--- Data records Enclosed Below ---
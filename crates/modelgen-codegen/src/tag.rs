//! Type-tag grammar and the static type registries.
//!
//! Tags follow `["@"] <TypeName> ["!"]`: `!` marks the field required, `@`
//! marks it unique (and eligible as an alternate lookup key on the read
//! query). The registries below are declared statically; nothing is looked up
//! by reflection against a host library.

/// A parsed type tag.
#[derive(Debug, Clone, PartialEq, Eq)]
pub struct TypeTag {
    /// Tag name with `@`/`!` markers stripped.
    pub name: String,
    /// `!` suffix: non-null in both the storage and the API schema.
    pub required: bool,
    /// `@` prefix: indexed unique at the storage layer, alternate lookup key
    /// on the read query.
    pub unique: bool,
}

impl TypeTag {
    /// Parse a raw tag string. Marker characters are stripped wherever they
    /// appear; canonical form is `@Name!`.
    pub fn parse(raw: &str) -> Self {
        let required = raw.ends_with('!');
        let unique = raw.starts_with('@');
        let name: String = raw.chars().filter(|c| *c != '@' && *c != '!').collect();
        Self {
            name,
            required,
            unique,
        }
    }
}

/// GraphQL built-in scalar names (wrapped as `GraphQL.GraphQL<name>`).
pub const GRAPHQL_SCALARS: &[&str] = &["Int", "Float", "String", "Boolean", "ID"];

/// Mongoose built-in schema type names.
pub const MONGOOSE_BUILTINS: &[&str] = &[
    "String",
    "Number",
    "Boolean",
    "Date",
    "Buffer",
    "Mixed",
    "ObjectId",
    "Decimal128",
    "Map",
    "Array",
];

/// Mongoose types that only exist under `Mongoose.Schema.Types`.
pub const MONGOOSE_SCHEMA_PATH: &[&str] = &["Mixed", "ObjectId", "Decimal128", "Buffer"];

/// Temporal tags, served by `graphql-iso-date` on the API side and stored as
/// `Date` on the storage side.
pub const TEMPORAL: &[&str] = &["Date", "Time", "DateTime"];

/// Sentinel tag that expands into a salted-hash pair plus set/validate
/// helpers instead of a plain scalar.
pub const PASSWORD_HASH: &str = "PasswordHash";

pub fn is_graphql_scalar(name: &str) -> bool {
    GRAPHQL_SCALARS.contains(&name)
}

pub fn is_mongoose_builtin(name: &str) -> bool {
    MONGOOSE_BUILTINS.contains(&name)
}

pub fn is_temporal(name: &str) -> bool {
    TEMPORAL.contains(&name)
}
--- End of Enclosed Data records ---
▶ **Assigned task**
Show every line of the material above in which "registries" is present.

▶ **Response to the task**
//! Type-tag grammar and the static type registries.
//! query). The registries below are declared statically; nothing is looked up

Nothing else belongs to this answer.